Top of Records for this exercise
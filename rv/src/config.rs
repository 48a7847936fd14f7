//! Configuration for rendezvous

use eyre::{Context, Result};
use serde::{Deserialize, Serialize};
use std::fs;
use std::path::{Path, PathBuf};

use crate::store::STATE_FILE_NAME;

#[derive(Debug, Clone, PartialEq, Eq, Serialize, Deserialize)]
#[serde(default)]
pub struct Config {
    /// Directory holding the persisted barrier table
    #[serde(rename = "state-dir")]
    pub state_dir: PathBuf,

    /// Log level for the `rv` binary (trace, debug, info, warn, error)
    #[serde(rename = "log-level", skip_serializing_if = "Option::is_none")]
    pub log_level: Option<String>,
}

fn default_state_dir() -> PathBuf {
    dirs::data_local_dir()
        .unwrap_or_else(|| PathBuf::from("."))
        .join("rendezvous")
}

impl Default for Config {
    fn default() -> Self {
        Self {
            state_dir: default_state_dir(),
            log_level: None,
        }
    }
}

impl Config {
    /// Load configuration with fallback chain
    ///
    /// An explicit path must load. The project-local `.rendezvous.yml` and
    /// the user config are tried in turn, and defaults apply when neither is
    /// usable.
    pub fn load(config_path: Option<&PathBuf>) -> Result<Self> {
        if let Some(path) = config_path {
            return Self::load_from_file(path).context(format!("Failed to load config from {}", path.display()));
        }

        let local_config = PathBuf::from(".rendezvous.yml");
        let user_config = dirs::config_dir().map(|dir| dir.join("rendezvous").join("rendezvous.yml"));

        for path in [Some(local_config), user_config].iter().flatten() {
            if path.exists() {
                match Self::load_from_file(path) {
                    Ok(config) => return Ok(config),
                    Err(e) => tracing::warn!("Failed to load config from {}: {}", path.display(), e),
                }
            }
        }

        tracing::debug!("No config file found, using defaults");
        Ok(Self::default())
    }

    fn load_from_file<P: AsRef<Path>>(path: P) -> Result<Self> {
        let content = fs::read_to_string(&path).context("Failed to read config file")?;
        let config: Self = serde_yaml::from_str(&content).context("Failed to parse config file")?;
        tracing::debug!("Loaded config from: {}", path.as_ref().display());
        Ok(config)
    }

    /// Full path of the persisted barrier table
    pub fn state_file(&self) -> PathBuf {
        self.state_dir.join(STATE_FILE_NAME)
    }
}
Bottom of Records for this exercise
Top of Records for this exercise
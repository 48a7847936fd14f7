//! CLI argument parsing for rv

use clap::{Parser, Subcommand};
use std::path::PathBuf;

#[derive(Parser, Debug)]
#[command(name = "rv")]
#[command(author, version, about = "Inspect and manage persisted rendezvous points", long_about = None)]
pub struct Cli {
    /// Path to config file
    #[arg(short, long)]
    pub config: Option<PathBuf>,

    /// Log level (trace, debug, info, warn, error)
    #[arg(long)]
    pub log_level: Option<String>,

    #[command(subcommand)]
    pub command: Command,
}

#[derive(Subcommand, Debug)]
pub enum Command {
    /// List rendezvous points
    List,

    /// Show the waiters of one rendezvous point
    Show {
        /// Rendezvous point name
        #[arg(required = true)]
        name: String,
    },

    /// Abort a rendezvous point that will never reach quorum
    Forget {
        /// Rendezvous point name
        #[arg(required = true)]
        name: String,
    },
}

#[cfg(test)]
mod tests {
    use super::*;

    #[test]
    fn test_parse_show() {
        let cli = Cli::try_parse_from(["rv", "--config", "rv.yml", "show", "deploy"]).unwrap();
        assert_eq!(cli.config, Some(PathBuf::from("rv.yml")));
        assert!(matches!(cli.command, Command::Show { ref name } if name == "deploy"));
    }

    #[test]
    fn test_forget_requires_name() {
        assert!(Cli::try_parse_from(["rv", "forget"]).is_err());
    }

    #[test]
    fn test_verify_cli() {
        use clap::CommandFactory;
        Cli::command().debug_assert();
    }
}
Bottom of Records for this exercise
◆ **Try it**: Take the lines above from the one containing "filename rv/src/config.rs" down to the one containing "pub struct Config", and transcribe them exactly, both ends included.

◆ **Answer to this task**:
filename rv/src/config.rs
repository 48a7847936fd14f7
//! Configuration for rendezvous

use eyre::{Context, Result};
use serde::{Deserialize, Serialize};
use std::fs;
use std::path::{Path, PathBuf};

use crate::store::STATE_FILE_NAME;

#[derive(Debug, Clone, PartialEq, Eq, Serialize, Deserialize)]
#[serde(default)]
pub struct Config {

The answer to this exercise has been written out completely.